Dinosaurs Went Underground to Wait Out Extreme Weather
for National Geographic News
|July 15, 2009|
Sure, the dinosaurs went extinct. But to hang around for 165 million years, they must have known a thing or two about survival.
The recent discovery of the oldest known dinosaur burrow reveals one way polar dinosaurs adapted to extreme conditions—by going underground.
"That's one of the fascinating aspects of polar dinosaurs, we have to put them in settings where there might be snow, ice, and darkness for long periods of the year," said Emory University paleontologist Anthony Martin.
Martin discovered the 110-million-year-old burrow on Australia's southeastern coast, an area once adjacent to Antarctica (map of Earth a hundred million years ago) and rich with polar dinosaur bones.
(Also see pictures of newfound Australian dinosaur species.)
Small Dinosaurs, Subterranean Survival Skills
Martin had also been part of a team that in 2006 uncovered the first known dinosaur burrow, an underground den in Montana holding a 95-million-year-old dinosaur family.
In Australia, he said, he was shocked to find a burrow that, while empty of fossils, is nearly identical to its U.S. counterpart.
The six-foot-long (182-centimeter-long) by (31-centimeter-wide) one-foot-wide burrow is carved into an early Cretaceous outcrop. (The Cretaceous period lasted from about 145.5 to 65.5 million years ago.)
Video: Paleontologist Presents Australian Dinosaur Burrows
Because of the burrow's age, shape, size, and other characteristics, Martin believes the den's dwellers were small ornithopods, each about the size of a large iguana and able to stand upright on its hind legs.

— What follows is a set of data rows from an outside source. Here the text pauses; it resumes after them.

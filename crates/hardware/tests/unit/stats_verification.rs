//! SimStats verification.
//!
//! Checks the counters against quantities that can be derived from the
//! program and the timeline independently of the engine.

use procsim_core::stats::SimStats;

use crate::common::builder::instruction::{InstBuilder, program};
use crate::common::harness::TestContext;

#[test]
fn default_stats_all_zero() {
    let stats = SimStats::default();
    assert_eq!(stats.cycles, 0);
    assert_eq!(stats.instructions_retired, 0);
    assert_eq!(stats.instructions_fired, 0);
    assert_eq!(stats.fired_per_class, [0, 0, 0]);
    assert_eq!(stats.dispatch_queue_occupancy, 0);
    assert_eq!(stats.max_dispatch_queue_len, 0);
    assert_eq!(stats.dispatch_stalls, 0);
}

#[test]
fn counters_match_the_program() {
    let ctx = TestContext::new(program([
        InstBuilder::k0().dest(1),
        InstBuilder::k1().dest(2),
        InstBuilder::k2().dest(3).src(1, 2),
        InstBuilder::k2().dest(4),
        InstBuilder::k1().src(3, 4),
    ]))
    .run();

    let stats = ctx.stats();
    assert_eq!(stats.instructions_retired, 5);
    assert_eq!(stats.instructions_fired, 5);
    assert_eq!(stats.fired_per_class, [1, 2, 2]);
    assert_eq!(stats.cycles, ctx.cpu().cycle);
    assert!(stats.ipc() > 0.0 && stats.ipc() <= 4.0);
}

#[test]
fn cycles_end_right_after_last_commit() {
    let ctx = TestContext::new(program([
        InstBuilder::k2().dest(1),
        InstBuilder::k2().dest(2).src1(1),
        InstBuilder::k0().src1(2),
    ]))
    .run();
    assert_eq!(ctx.stats().cycles, ctx.timing(3).commit.unwrap() + 1);
}

#[test]
fn dispatch_queue_samples_are_bounded() {
    // Narrow machine, long dependent chain: the queue fills up
    let chain: Vec<_> = (0..40)
        .map(|i| InstBuilder::k2().dest(i % 2).src1((i + 1) % 2).build())
        .collect();
    let ctx = TestContext::with_machine(4, [1, 1, 1], 1, 1, chain).run();

    let stats = ctx.stats();
    let capacity = ctx.cpu().dispatch_queue.capacity() as u64;
    assert_eq!(capacity, 3);
    assert_eq!(stats.max_dispatch_queue_len, capacity);
    assert!(stats.dispatch_queue_occupancy <= capacity * stats.cycles);
    assert!(stats.avg_dispatch_queue_len() <= capacity as f64);
    assert!(stats.dispatch_stalls > 0);
}

#[test]
fn stats_serialize_without_host_time() {
    let ctx = TestContext::new(program([InstBuilder::k0()])).run();
    let json = serde_json::to_value(ctx.stats()).unwrap();
    assert_eq!(json["cycles"], 6);
    assert_eq!(json["instructions_retired"], 1);
    assert!(json.get("start_time").is_none());
}
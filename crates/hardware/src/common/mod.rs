//! Common types shared by every part of the simulator.
//!
//! 1. **Tags:** Program-order identifiers used for renaming and commit.
//! 2. **Registers:** Validated architectural register ids.
//! 3. **Unit classes:** The three functional-unit kinds and their latencies.
//! 4. **Errors:** Setup-time configuration and I/O errors.

/// Simulator-wide constants.
pub mod constants;

/// Setup error types.
pub mod error;

/// Architectural register ids.
pub mod reg;

/// Program-order tags.
pub mod tag;

/// Functional-unit classes.
pub mod unit;

pub use constants::{NUM_REGISTERS, NUM_UNIT_CLASSES};
pub use error::{ConfigError, SimError};
pub use reg::RegId;
pub use tag::Tag;
pub use unit::UnitClass;
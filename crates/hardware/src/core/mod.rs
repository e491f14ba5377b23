//! Out-of-order core.
//!
//! This module contains the Tomasulo-style engine: the rename table, the
//! functional-unit banks, the reservation stations and commit queue, the
//! six pipeline stages, and the `Cpu` that bundles their state.

/// Architectural state (register rename table and scoreboard).
pub mod arch;

/// Core state container and cycle driver.
pub mod cpu;

/// Pipeline structures and stage implementations.
pub mod pipeline;

/// Pipelined functional-unit banks.
pub mod units;

pub use self::cpu::Cpu;
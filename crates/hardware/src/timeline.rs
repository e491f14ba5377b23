//! Per-instruction stage timeline.
//!
//! Each entry stamps the cycle in which the engine moved an instruction
//! through a stage. Stamps are observations only; the engine never reads
//! them back.

use std::io::{self, Write};

use serde::Serialize;

use crate::common::{Tag, UnitClass};
use crate::trace::InstRecord;

/// Pipeline events recorded after fetch.
#[derive(Clone, Copy, Debug, PartialEq, Eq)]
pub enum Stage {
    /// Admitted to a reservation-station pool.
    Dispatch,
    /// Issued into a functional-unit lane.
    Schedule,
    /// Left the last slot of its lane.
    Execute,
    /// Result broadcast to waiting stations.
    StateUpdate,
    /// Retired in program order.
    Commit,
}

/// Stage cycles of one instruction.
#[derive(Clone, Copy, Debug, PartialEq, Eq, Serialize)]
pub struct InstTiming {
    /// Program-order tag.
    pub tag: Tag,
    /// Address from the trace.
    pub address: u32,
    /// Unit class.
    pub unit: UnitClass,
    /// Cycle the instruction entered the dispatch queue.
    pub fetch: Option<u64>,
    /// Cycle it was admitted to a reservation station.
    pub dispatch: Option<u64>,
    /// Cycle it was issued to a functional unit.
    pub schedule: Option<u64>,
    /// Cycle it left its functional unit.
    pub execute: Option<u64>,
    /// Cycle its tag was broadcast.
    pub state_update: Option<u64>,
    /// Cycle it retired.
    pub commit: Option<u64>,
}

impl InstTiming {
    /// Mutable stamp slot for `stage`.
    const fn slot(&mut self, stage: Stage) -> &mut Option<u64> {
        match stage {
            Stage::Dispatch => &mut self.dispatch,
            Stage::Schedule => &mut self.schedule,
            Stage::Execute => &mut self.execute,
            Stage::StateUpdate => &mut self.state_update,
            Stage::Commit => &mut self.commit,
        }
    }
}

/// Timeline of every fetched instruction, indexed by tag.
#[derive(Clone, Debug, Default, Serialize)]
#[serde(transparent)]
pub struct Timeline {
    entries: Vec<InstTiming>,
}

impl Timeline {
    /// Creates an empty timeline.
    pub fn new() -> Self {
        Self::default()
    }

    /// Opens the entry of a freshly fetched instruction.
    ///
    /// # Panics
    ///
    /// Panics if `inst` is not the next tag in program order.
    pub fn record_fetch(&mut self, inst: &InstRecord, cycle: u64) {
        assert_eq!(
            inst.tag.0,
            self.entries.len() as u64 + 1,
            "timeline: fetch out of program order"
        );
        self.entries.push(InstTiming {
            tag: inst.tag,
            address: inst.address,
            unit: inst.unit,
            fetch: Some(cycle),
            dispatch: None,
            schedule: None,
            execute: None,
            state_update: None,
            commit: None,
        });
    }

    /// Stamps `stage` of `tag` with `cycle`. Unknown tags are ignored.
    pub fn stamp(&mut self, tag: Tag, stage: Stage, cycle: u64) {
        if let Some(entry) = Self::position(tag).and_then(|i| self.entries.get_mut(i)) {
            *entry.slot(stage) = Some(cycle);
        }
    }

    /// Entry for `tag`.
    pub fn get(&self, tag: Tag) -> Option<&InstTiming> {
        Self::position(tag).and_then(|i| self.entries.get(i))
    }

    /// All entries in program order.
    pub fn entries(&self) -> &[InstTiming] {
        &self.entries
    }

    /// Number of recorded instructions.
    pub fn len(&self) -> usize {
        self.entries.len()
    }

    /// True when nothing was fetched.
    pub fn is_empty(&self) -> bool {
        self.entries.is_empty()
    }

    /// Writes the timeline as a tab-separated table.
    ///
    /// # Errors
    ///
    /// Propagates any write failure of `out`.
    pub fn write_table<W: Write>(&self, out: &mut W) -> io::Result<()> {
        let cell = |c: Option<u64>| c.map_or_else(|| "-".to_owned(), |c| c.to_string());
        writeln!(out, "INST\tFETCH\tDISP\tSCHED\tEXEC\tSTATE\tCOMMIT")?;
        for e in &self.entries {
            writeln!(
                out,
                "{}\t{}\t{}\t{}\t{}\t{}\t{}",
                e.tag,
                cell(e.fetch),
                cell(e.dispatch),
                cell(e.schedule),
                cell(e.execute),
                cell(e.state_update),
                cell(e.commit),
            )?;
        }
        Ok(())
    }

    fn position(tag: Tag) -> Option<usize> {
        tag.0.checked_sub(1).map(|i| i as usize)
    }
}
//! Azure resource provisioning.
//!
//! This module owns the boundary to the cloud:
//! - [`api`] - request/response types and the [`RemoteApi`] trait
//! - [`commands`] - translation of requests into `az` arguments
//! - [`cli`] - [`AzCli`], running `az` as a child process
//! - [`memory`] - [`InMemoryApi`], a stateful stand-in for tests and dry runs

mod api;
mod cli;
mod commands;
mod memory;

// Re-export public types and functions
pub use api::{
    name_from_id, Action, Describe, Params, RemoteApi, Request, ResourceId, ResourceKind,
    Response, NOT_FOUND_STATUS,
};
pub use cli::AzCli;
pub use commands::{build as build_az_command, AzCommand};
pub use memory::{Call, InMemoryApi};
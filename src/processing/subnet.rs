//! Subnet reconciliation with secondary lookup.
//!
//! A subnet's identity is ambiguous: the prefix we want may already exist
//! under another name, or our own NIC may sit in a subnet whose prefix no
//! longer matches the configuration. Candidates are tried in this order:
//!
//! 1. the subnet the named NIC is attached to,
//! 2. the subnet with the desired name,
//! 3. an idle subnet carrying exactly the desired prefix, unless it belongs
//!    to a sibling role,
//! 4. a new subnet, at the desired prefix when free, otherwise at the next
//!    free /24 that no sibling is configured for.
//!
//! Never move addressing out from under a deployed dependent.

use super::allocator::find_next_available;
use super::reconcile::{Ensured, Outcome, Reconciler};
use crate::azure::{Describe, RemoteApi, ResourceId, ResourceKind};
use crate::error::{ConvergeError, Result};
use crate::models::resources::{NicLive, SubnetLive, SubnetSpec};
use crate::models::{parse_cidr, range_within, DesiredResource, PrefixSet};

/// Inputs for [`Reconciler::ensure_subnet`].
#[derive(Debug, Clone)]
pub struct SubnetRequest<'a> {
    pub desired: DesiredResource<SubnetSpec>,
    /// Address space of the parent VNet as it exists live.
    pub vnet_prefixes: &'a [String],
    /// NIC whose current subnet takes precedence over everything else.
    pub attached_nic: Option<&'a str>,
    /// Upper bound of the /24 search.
    pub max_third_octet: u8,
    /// Subnets owned by other roles in the same VNet; never adopted by prefix.
    pub sibling_names: &'a [String],
    /// Prefixes configured for other roles; skipped by the /24 search.
    pub sibling_prefixes: &'a [String],
}

impl<A: RemoteApi> Reconciler<A> {
    pub fn ensure_subnet(&mut self, request: &SubnetRequest) -> Result<Ensured<SubnetLive>> {
        let spec = &request.desired.resource;
        let existing: Vec<SubnetLive> = self.list(ResourceKind::Subnet, &spec.vnet)?;
        log::debug!("vnet '{}' has {} subnet(s)", spec.vnet, existing.len());

        if let Some(nic) = request.attached_nic {
            if let Some(live) = self.subnet_of_nic(nic, &existing)? {
                log::info!("subnet '{}' backs nic '{nic}', keeping it", live.name);
                return self.settle(&request.desired, live);
            }
        }

        if let Some(live) = existing.iter().find(|s| s.name.eq_ignore_ascii_case(&spec.name)) {
            return self.settle(&request.desired, live.clone());
        }

        let wanted = spec.address_prefix.trim();
        let sibling = |s: &SubnetLive| request.sibling_names.iter().any(|n| n.eq_ignore_ascii_case(&s.name));
        if let Some(live) = existing
            .iter()
            .find(|s| !s.in_use() && !sibling(*s) && s.prefixes().iter().any(|p| p == wanted))
        {
            log::warn!(
                "subnet '{}' already holds {wanted}; adopting it instead of creating '{}'",
                live.name,
                spec.name
            );
            let id = ResourceId::child(&spec.vnet, &live.name);
            let note = format!("stands in for '{}'", spec.name);
            self.record(ResourceKind::Subnet, &id, Outcome::Adopted, Some(note));
            return Ok(Ensured {
                outcome: Outcome::Adopted,
                live: live.clone(),
            });
        }

        let prefix = allocate_prefix(&existing, request.sibling_prefixes, wanted, request.max_third_octet)?;
        check_inside_vnet(&prefix, request.vnet_prefixes)?;
        if prefix != wanted {
            log::warn!("{wanted} is taken in vnet '{}', using {prefix} for '{}'", spec.vnet, spec.name);
        }
        let allocated = SubnetSpec {
            address_prefix: prefix,
            ..spec.clone()
        };
        let live = self.create(&allocated)?;
        Ok(Ensured {
            outcome: Outcome::Created,
            live,
        })
    }

    fn subnet_of_nic(&mut self, nic: &str, existing: &[SubnetLive]) -> Result<Option<SubnetLive>> {
        let nic_live = match self.describe::<NicLive>(ResourceKind::NetworkInterface, &ResourceId::top(nic))? {
            Describe::Found(live) => live,
            Describe::NotFound => return Ok(None),
        };
        Ok(nic_live
            .subnet_name()
            .and_then(|name| existing.iter().find(|s| s.name.eq_ignore_ascii_case(name)))
            .cloned())
    }
}

/// The desired prefix when nothing overlaps it, else the next free /24
/// that is neither live nor reserved for a sibling.
fn allocate_prefix(
    existing: &[SubnetLive],
    sibling_prefixes: &[String],
    wanted: &str,
    max_third_octet: u8,
) -> Result<String> {
    let mut used = PrefixSet::new();
    for subnet in existing {
        used.add(&subnet.name, subnet.prefixes());
    }
    let range = parse_cidr(wanted)?;
    if used.is_free(&range) {
        return Ok(wanted.to_string());
    }
    used.add("reserved", sibling_prefixes.to_vec());
    find_next_available(&used, wanted, max_third_octet)
}

fn check_inside_vnet(prefix: &str, vnet_prefixes: &[String]) -> Result<()> {
    let range = parse_cidr(prefix)?;
    let inside = vnet_prefixes
        .iter()
        .filter_map(|v| parse_cidr(v).ok())
        .any(|vnet| range_within(&range, &vnet));
    if inside {
        Ok(())
    } else {
        Err(ConvergeError::validation(
            prefix,
            format!("not inside the vnet address space [{}]", vnet_prefixes.join(", ")),
        ))
    }
}

#[cfg(test)]
mod tests {
    use super::*;
    use crate::azure::InMemoryApi;
    use crate::models::MatchPolicy;
    use crate::processing::retry::{RecordingSleeper, RetryPolicy};
    use serde_json::json;

    const VNET: &str = "vnet-hub";

    fn vnet_space() -> Vec<String> {
        vec!["10.100.0.0/16".to_string()]
    }

    fn lan(prefix: &str, policy: MatchPolicy) -> DesiredResource<SubnetSpec> {
        DesiredResource::new(
            SubnetSpec {
                vnet: VNET.to_string(),
                name: "snet-fgt-lan".to_string(),
                address_prefix: prefix.to_string(),
                route_table: None,
                network_security_group: None,
            },
            policy,
        )
    }

    fn reconciler(api: InMemoryApi) -> Reconciler<InMemoryApi> {
        Reconciler::new(api, RetryPolicy::default(), Box::new(RecordingSleeper::new()))
    }

    fn seed_subnet(api: &mut InMemoryApi, name: &str, prefix: &str) {
        api.seed(
            ResourceKind::Subnet,
            ResourceId::child(VNET, name),
            json!({ "addressPrefix": prefix }),
        );
    }

    fn seed_nic(api: &mut InMemoryApi, name: &str, subnet: &str, ip: &str) {
        api.seed(
            ResourceKind::NetworkInterface,
            ResourceId::top(name),
            json!({ "vnetName": VNET, "subnet": subnet, "privateIpAddress": ip }),
        );
    }

    fn request<'a>(desired: DesiredResource<SubnetSpec>, space: &'a [String], nic: Option<&'a str>) -> SubnetRequest<'a> {
        SubnetRequest {
            desired,
            vnet_prefixes: space,
            attached_nic: nic,
            max_third_octet: 10,
            sibling_names: &[],
            sibling_prefixes: &[],
        }
    }

    #[test]
    fn test_allocates_next_free_when_prefix_in_use() {
        let mut api = InMemoryApi::new("rg-lab");
        seed_subnet(&mut api, "legacy", "10.100.1.0/24");
        seed_nic(&mut api, "legacy-nic", "legacy", "10.100.1.10");
        let mut rec = reconciler(api);
        let space = vnet_space();

        let ensured = rec
            .ensure_subnet(&request(lan("10.100.1.0/24", MatchPolicy::AdoptExisting), &space, Some("nic-fgt-lan")))
            .unwrap();
        assert_eq!(ensured.outcome, Outcome::Created);
        assert_eq!(ensured.live.name, "snet-fgt-lan");
        assert_eq!(ensured.live.primary_prefix().as_deref(), Some("10.100.2.0/24"));

        // second run finds it by name and does nothing
        let again = rec
            .ensure_subnet(&request(lan("10.100.1.0/24", MatchPolicy::AdoptExisting), &space, Some("nic-fgt-lan")))
            .unwrap();
        assert_eq!(again.outcome, Outcome::Adopted);
        assert_eq!(again.live.primary_prefix().as_deref(), Some("10.100.2.0/24"));
        assert_eq!(rec.api().mutating_calls(), 1);
    }

    #[test]
    fn test_allocated_subnet_under_exact_policy_conflicts_on_rerun() {
        let mut api = InMemoryApi::new("rg-lab");
        seed_subnet(&mut api, "snet-fgt-lan", "10.100.2.0/24");
        let mut rec = reconciler(api);
        let space = vnet_space();

        match rec.ensure_subnet(&request(lan("10.100.1.0/24", MatchPolicy::Exact), &space, None)) {
            Err(ConvergeError::Conflict { expected, actual, .. }) => {
                assert_eq!(expected, "10.100.1.0/24");
                assert_eq!(actual, "10.100.2.0/24");
            }
            other => panic!("expected conflict, got {other:?}"),
        }
    }

    #[test]
    fn test_attached_nic_wins_over_name() {
        let mut api = InMemoryApi::new("rg-lab");
        seed_subnet(&mut api, "snet-fgt-lan", "10.100.1.0/24");
        seed_subnet(&mut api, "old-lan", "10.100.5.0/24");
        seed_nic(&mut api, "nic-fgt-lan", "old-lan", "10.100.5.4");
        let mut rec = reconciler(api);
        let space = vnet_space();

        let ensured = rec
            .ensure_subnet(&request(lan("10.100.1.0/24", MatchPolicy::AdoptExisting), &space, Some("nic-fgt-lan")))
            .unwrap();
        assert_eq!(ensured.live.name, "old-lan");
        assert_eq!(ensured.outcome, Outcome::Adopted);
        assert_eq!(rec.api().mutating_calls(), 0);
    }

    #[test]
    fn test_idle_subnet_with_desired_prefix_is_reused() {
        let mut api = InMemoryApi::new("rg-lab");
        seed_subnet(&mut api, "spare", "10.100.1.0/24");
        let mut rec = reconciler(api);
        let space = vnet_space();

        let ensured = rec
            .ensure_subnet(&request(lan("10.100.1.0/24", MatchPolicy::Exact), &space, None))
            .unwrap();
        assert_eq!(ensured.outcome, Outcome::Adopted);
        assert_eq!(ensured.live.name, "spare");
        assert_eq!(rec.api().mutating_calls(), 0);
    }

    #[test]
    fn test_name_match_with_same_prefix_is_noop() {
        let mut api = InMemoryApi::new("rg-lab");
        seed_subnet(&mut api, "snet-fgt-lan", "10.100.1.0/24");
        let mut rec = reconciler(api);
        let space = vnet_space();

        let ensured = rec
            .ensure_subnet(&request(lan("10.100.1.0/24", MatchPolicy::Exact), &space, None))
            .unwrap();
        assert_eq!(ensured.outcome, Outcome::NoOp);
    }

    #[test]
    fn test_prefix_outside_vnet_is_rejected() {
        let mut rec = reconciler(InMemoryApi::new("rg-lab"));
        let space = vnet_space();
        assert!(matches!(
            rec.ensure_subnet(&request(lan("10.200.1.0/24", MatchPolicy::Exact), &space, None)),
            Err(ConvergeError::Validation { .. })
        ));
    }

    #[test]
    fn test_sibling_subnet_is_not_adopted_by_prefix() {
        let mut api = InMemoryApi::new("rg-lab");
        seed_subnet(&mut api, "snet-fgt-wan", "10.100.1.0/24");
        let mut rec = reconciler(api);
        let space = vnet_space();
        let siblings = vec!["snet-fgt-wan".to_string()];
        let mut req = request(lan("10.100.1.0/24", MatchPolicy::AdoptExisting), &space, None);
        req.sibling_names = &siblings;

        let ensured = rec.ensure_subnet(&req).unwrap();
        assert_eq!(ensured.outcome, Outcome::Created);
        assert_eq!(ensured.live.name, "snet-fgt-lan");
        assert_eq!(ensured.live.primary_prefix().as_deref(), Some("10.100.2.0/24"));
    }

    #[test]
    fn test_search_skips_sibling_prefixes() {
        let mut api = InMemoryApi::new("rg-lab");
        seed_subnet(&mut api, "legacy", "10.100.1.0/24");
        seed_nic(&mut api, "legacy-nic", "legacy", "10.100.1.10");
        let mut rec = reconciler(api);
        let space = vnet_space();
        let reserved = vec!["10.100.2.0/24".to_string()];
        let mut req = request(lan("10.100.1.0/24", MatchPolicy::AdoptExisting), &space, None);
        req.sibling_prefixes = &reserved;

        let ensured = rec.ensure_subnet(&req).unwrap();
        assert_eq!(ensured.live.primary_prefix().as_deref(), Some("10.100.3.0/24"));
    }

    #[test]
    fn test_search_exhaustion() {
        let mut api = InMemoryApi::new("rg-lab");
        for third in 1..=10 {
            let name = format!("used-{third}");
            seed_subnet(&mut api, &name, &format!("10.100.{third}.0/24"));
            seed_nic(&mut api, &format!("nic-{third}"), &name, &format!("10.100.{third}.4"));
        }
        let mut rec = reconciler(api);
        let space = vnet_space();
        assert!(matches!(
            rec.ensure_subnet(&request(lan("10.100.1.0/24", MatchPolicy::Exact), &space, None)),
            Err(ConvergeError::Exhaustion { .. })
        ));
    }
}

The plant-eaters reached their subterranean chamber by descending a spiraling passage that had been dug into a riverbank—long since turned to rock—on a forested plain.
The new den discovery suggests that similar dinosaur species on opposite ends of the Earth dug burrows for millions of years.
In the warmer climes of ancient Montana, dinosaurs probably dug burrows primarily to protect their young, Martin said.
But Australia's formerly extreme weather might have made the technique especially attractive to the down-under diggers—and perhaps to undiscovered dinos elsewhere.
"Right now burrowing dinosaurs might look like an exception to the rule," he said. "But I wouldn't be surprised if more species [dug burrows]. Ten years from now it might be considered commonplace."
Findings published in this month's issue of the journal Cretaceous Research.